Data entries

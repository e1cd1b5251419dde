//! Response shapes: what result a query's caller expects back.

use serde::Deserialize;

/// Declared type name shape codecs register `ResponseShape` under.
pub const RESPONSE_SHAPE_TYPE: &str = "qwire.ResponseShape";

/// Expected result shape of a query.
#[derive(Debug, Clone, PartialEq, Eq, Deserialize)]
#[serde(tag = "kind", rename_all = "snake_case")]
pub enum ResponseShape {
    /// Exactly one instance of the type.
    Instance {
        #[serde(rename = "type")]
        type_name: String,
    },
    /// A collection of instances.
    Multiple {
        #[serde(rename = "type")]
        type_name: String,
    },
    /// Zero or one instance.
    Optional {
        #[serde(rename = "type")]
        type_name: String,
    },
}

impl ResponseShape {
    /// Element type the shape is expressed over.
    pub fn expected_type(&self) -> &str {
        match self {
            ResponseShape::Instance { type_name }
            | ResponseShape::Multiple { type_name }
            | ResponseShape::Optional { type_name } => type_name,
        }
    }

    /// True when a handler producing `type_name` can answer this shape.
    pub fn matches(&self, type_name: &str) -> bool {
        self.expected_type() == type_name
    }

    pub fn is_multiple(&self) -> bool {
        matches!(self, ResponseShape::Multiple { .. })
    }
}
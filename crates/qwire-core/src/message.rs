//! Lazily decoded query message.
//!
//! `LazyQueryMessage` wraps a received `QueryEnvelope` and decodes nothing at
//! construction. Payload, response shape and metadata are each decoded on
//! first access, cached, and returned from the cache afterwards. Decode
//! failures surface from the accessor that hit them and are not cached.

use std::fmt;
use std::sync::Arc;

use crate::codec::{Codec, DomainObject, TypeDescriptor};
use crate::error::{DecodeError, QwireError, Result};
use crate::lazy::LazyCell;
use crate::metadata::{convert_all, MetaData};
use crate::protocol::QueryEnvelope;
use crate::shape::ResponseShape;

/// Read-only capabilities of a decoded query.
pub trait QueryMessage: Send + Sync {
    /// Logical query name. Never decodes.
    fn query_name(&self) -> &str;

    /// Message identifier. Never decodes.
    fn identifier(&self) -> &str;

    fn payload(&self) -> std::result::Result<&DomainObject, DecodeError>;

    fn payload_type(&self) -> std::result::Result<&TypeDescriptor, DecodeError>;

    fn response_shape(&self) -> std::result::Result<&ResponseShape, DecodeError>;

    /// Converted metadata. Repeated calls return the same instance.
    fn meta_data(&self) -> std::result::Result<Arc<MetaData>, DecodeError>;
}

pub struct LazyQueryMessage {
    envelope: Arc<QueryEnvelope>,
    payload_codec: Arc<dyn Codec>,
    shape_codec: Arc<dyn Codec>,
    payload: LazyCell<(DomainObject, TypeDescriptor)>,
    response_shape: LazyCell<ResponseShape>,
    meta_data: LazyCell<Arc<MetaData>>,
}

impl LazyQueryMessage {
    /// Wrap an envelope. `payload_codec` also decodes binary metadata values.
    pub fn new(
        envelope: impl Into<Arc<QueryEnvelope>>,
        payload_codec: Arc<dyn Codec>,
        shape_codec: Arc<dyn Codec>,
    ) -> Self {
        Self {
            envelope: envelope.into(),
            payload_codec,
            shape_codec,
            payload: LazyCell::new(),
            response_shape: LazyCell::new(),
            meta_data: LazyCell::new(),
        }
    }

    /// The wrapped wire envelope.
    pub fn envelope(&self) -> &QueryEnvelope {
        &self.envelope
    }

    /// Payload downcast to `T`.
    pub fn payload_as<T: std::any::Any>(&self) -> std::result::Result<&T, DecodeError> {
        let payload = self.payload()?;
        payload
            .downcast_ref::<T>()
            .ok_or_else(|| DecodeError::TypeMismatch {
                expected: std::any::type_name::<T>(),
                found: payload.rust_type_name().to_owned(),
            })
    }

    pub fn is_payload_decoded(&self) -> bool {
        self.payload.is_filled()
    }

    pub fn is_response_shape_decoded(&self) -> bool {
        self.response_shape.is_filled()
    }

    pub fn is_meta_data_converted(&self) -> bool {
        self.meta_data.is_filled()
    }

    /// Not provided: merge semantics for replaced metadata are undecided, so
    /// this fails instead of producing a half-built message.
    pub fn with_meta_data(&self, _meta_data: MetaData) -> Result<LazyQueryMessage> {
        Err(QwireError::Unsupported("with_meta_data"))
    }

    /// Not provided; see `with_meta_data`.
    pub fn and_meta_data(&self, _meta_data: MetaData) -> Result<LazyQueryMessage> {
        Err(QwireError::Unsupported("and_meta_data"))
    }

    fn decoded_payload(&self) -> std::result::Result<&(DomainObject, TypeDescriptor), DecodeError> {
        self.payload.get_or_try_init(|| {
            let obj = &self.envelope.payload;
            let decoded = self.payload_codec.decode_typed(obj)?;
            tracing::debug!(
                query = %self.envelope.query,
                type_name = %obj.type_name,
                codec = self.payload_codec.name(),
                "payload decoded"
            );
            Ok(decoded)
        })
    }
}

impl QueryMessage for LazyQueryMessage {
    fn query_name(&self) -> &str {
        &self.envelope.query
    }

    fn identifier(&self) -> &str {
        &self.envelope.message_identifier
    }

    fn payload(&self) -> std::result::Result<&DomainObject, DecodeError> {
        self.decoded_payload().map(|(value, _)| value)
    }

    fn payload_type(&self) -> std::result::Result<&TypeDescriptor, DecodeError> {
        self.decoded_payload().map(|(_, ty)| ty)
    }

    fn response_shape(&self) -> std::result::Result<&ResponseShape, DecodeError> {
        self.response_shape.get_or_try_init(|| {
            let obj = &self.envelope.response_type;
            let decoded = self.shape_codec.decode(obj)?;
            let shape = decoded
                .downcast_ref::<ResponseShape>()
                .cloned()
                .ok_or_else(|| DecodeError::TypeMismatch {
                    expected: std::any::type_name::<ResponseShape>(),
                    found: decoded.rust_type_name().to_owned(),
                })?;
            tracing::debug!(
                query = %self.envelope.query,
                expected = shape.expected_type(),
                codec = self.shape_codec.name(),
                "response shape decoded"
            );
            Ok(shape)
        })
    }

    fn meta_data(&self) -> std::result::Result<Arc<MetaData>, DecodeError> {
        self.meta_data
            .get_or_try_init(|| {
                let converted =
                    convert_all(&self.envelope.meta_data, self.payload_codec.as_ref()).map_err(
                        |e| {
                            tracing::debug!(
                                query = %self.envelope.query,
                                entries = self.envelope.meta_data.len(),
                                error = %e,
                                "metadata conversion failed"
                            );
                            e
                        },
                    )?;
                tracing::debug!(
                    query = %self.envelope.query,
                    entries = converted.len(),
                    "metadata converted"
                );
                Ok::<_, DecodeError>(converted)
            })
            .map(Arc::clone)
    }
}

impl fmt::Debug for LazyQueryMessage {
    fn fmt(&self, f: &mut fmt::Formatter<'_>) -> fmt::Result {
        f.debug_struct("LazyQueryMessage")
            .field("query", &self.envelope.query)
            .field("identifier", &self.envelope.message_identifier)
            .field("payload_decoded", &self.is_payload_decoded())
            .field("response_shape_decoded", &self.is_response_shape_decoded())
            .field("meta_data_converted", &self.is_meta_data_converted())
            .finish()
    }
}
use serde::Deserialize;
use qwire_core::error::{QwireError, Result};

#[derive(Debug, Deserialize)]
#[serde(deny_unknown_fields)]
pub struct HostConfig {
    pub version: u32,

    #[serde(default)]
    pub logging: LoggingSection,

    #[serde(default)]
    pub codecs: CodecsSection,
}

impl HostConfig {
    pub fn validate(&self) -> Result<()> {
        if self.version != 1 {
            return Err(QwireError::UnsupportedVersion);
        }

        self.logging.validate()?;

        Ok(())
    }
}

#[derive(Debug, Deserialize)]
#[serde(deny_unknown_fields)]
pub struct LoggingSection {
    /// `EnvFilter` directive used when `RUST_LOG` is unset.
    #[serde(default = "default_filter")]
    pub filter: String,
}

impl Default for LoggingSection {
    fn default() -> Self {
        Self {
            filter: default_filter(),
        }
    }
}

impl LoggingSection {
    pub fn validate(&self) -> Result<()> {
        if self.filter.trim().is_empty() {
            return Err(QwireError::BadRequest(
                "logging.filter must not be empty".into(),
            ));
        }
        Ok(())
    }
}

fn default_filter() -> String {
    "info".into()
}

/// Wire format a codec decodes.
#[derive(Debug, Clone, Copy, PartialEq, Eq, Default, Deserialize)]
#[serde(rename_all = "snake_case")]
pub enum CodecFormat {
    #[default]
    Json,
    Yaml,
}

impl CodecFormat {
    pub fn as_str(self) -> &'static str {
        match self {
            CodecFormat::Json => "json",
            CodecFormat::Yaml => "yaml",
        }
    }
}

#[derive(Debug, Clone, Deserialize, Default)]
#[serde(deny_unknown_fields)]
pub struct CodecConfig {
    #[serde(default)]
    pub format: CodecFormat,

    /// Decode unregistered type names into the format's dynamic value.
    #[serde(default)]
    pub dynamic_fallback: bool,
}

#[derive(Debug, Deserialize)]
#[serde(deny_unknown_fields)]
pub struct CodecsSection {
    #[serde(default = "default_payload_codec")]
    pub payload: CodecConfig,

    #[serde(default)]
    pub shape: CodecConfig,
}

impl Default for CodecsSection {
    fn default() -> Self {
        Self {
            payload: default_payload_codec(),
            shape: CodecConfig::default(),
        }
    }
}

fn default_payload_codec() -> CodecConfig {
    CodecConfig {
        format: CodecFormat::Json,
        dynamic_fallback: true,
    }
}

### Exercise directions
Check how many lines in the entries contain "QueryEnvelope", and reply with that number alone.

### The completed task
5